* Problem requirements *
Tally the lines below that hold the string "open", and report the tally by itself.

..........

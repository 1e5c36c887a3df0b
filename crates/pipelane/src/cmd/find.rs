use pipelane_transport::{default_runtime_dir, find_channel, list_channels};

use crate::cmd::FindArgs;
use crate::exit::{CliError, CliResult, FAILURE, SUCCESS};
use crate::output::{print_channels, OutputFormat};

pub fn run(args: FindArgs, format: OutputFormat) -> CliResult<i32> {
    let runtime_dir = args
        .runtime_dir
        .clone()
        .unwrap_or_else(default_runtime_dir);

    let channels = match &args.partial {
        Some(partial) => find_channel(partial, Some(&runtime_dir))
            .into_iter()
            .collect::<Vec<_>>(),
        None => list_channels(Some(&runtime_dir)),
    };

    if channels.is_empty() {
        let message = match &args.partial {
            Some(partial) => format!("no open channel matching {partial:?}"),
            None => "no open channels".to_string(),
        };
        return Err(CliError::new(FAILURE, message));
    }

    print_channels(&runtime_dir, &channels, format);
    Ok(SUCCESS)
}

..........

* Exercise solution *
2